A Barricada TV surge no contexto do movimento piqueteiro, primeiro com as transmissões experimentais de televisão por ar em bairros da grande Buenos Aires, como Florencio Varela, Ezpeleta y Solano (2002/05), e logo com as oficinas de formação audiovisual que deram forma ao grupo inicial em 2008, com o que começamos a explorar o formato de noticiário popular. Na realidade, o contexto pode ampliar-se: é a pós-rebelião de 19 e 20 de dezembro de 2001 que motivou numerosos debates entre nós sobre a construção da ferramenta política e também sobre o papel que devia cumprir a comunicação no marco da construção do poder popular; quer dizer, entendida como espaço arrebatado à hegemonia.
Nesta lógica é que apontamos à criação de um canal de televisão que se proporia alcançar certo nível de alcance de massas.
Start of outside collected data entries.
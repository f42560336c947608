use std::sync::Arc;

use axum::{
    extract::{Path, State},
    http::StatusCode,
    response::{IntoResponse, Response},
    routing::{get, post, put},
    Router,
};
use serde_json::json;

use super::domain::{ApplicationId, Step1Snapshot, Step2Snapshot, Step3Snapshot};
use super::repository::{ApplicationRepository, PetDirectory, RepositoryError};
use super::service::{AdoptionApplicationService, ApplicationServiceError};

/// Router builder exposing HTTP endpoints for the three-step flow.
pub fn adoption_router<R, P>(service: Arc<AdoptionApplicationService<R, P>>) -> Router
where
    R: ApplicationRepository + 'static,
    P: PetDirectory + 'static,
{
    Router::new()
        .route(
            "/api/v1/adoptions/:pet_slug/applications",
            post(begin_handler::<R, P>),
        )
        .route(
            "/api/v1/adoptions/applications/:application_id/living-situation",
            put(living_situation_handler::<R, P>),
        )
        .route(
            "/api/v1/adoptions/applications/:application_id/commitments",
            post(commitments_handler::<R, P>),
        )
        .route(
            "/api/v1/adoptions/applications/:application_id",
            get(status_handler::<R, P>),
        )
        .with_state(service)
}

pub(crate) async fn begin_handler<R, P>(
    State(service): State<Arc<AdoptionApplicationService<R, P>>>,
    Path(pet_slug): Path<String>,
    axum::Json(step1): axum::Json<Step1Snapshot>,
) -> Response
where
    R: ApplicationRepository + 'static,
    P: PetDirectory + 'static,
{
    match service.begin(&pet_slug, step1) {
        Ok(record) => (StatusCode::ACCEPTED, axum::Json(record.status_view())).into_response(),
        Err(error) => error_response(error),
    }
}

pub(crate) async fn living_situation_handler<R, P>(
    State(service): State<Arc<AdoptionApplicationService<R, P>>>,
    Path(application_id): Path<String>,
    axum::Json(step2): axum::Json<Step2Snapshot>,
) -> Response
where
    R: ApplicationRepository + 'static,
    P: PetDirectory + 'static,
{
    let id = ApplicationId(application_id);
    match service.record_living_situation(&id, step2) {
        Ok(record) => (StatusCode::OK, axum::Json(record.status_view())).into_response(),
        Err(error) => error_response(error),
    }
}

pub(crate) async fn commitments_handler<R, P>(
    State(service): State<Arc<AdoptionApplicationService<R, P>>>,
    Path(application_id): Path<String>,
    axum::Json(step3): axum::Json<Step3Snapshot>,
) -> Response
where
    R: ApplicationRepository + 'static,
    P: PetDirectory + 'static,
{
    let id = ApplicationId(application_id);
    match service.finalize(&id, step3) {
        Ok(result) => (StatusCode::OK, axum::Json(result)).into_response(),
        Err(error) => error_response(error),
    }
}

pub(crate) async fn status_handler<R, P>(
    State(service): State<Arc<AdoptionApplicationService<R, P>>>,
    Path(application_id): Path<String>,
) -> Response
where
    R: ApplicationRepository + 'static,
    P: PetDirectory + 'static,
{
    let id = ApplicationId(application_id);
    match service.get(&id) {
        Ok(record) => (StatusCode::OK, axum::Json(record.status_view())).into_response(),
        Err(error) => error_response(error),
    }
}

fn error_response(error: ApplicationServiceError) -> Response {
    let status = match &error {
        ApplicationServiceError::Intake(_) => StatusCode::UNPROCESSABLE_ENTITY,
        ApplicationServiceError::UnknownPet(_) => StatusCode::NOT_FOUND,
        ApplicationServiceError::Repository(RepositoryError::NotFound) => StatusCode::NOT_FOUND,
        ApplicationServiceError::Repository(RepositoryError::Conflict) => StatusCode::CONFLICT,
        ApplicationServiceError::IncompleteApplication => StatusCode::CONFLICT,
        ApplicationServiceError::Repository(RepositoryError::Unavailable(_))
        | ApplicationServiceError::Directory(_) => StatusCode::INTERNAL_SERVER_ERROR,
    };

    let payload = json!({ "error": error.to_string() });
    (status, axum::Json(payload)).into_response()
}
Assim chegamos à metalúrgica IMPA, que é a primeira fábrica recuperada pelos seus trabalhadores em Argentina. Faz mais de um ano que estamos indo ao ar pelo canal 5 e por internet (http://barricadatv.blogspot.com), junto aos trabalhadores da IMPA realizamos em conjunto o programa “Não passarão”, sobre fábricas recuperadas, e contribuímos com a criação da Universidade dos Trabalhadores, que para a IMPA é muito importante no que toca à formação em problemas do trabalho autogestionado.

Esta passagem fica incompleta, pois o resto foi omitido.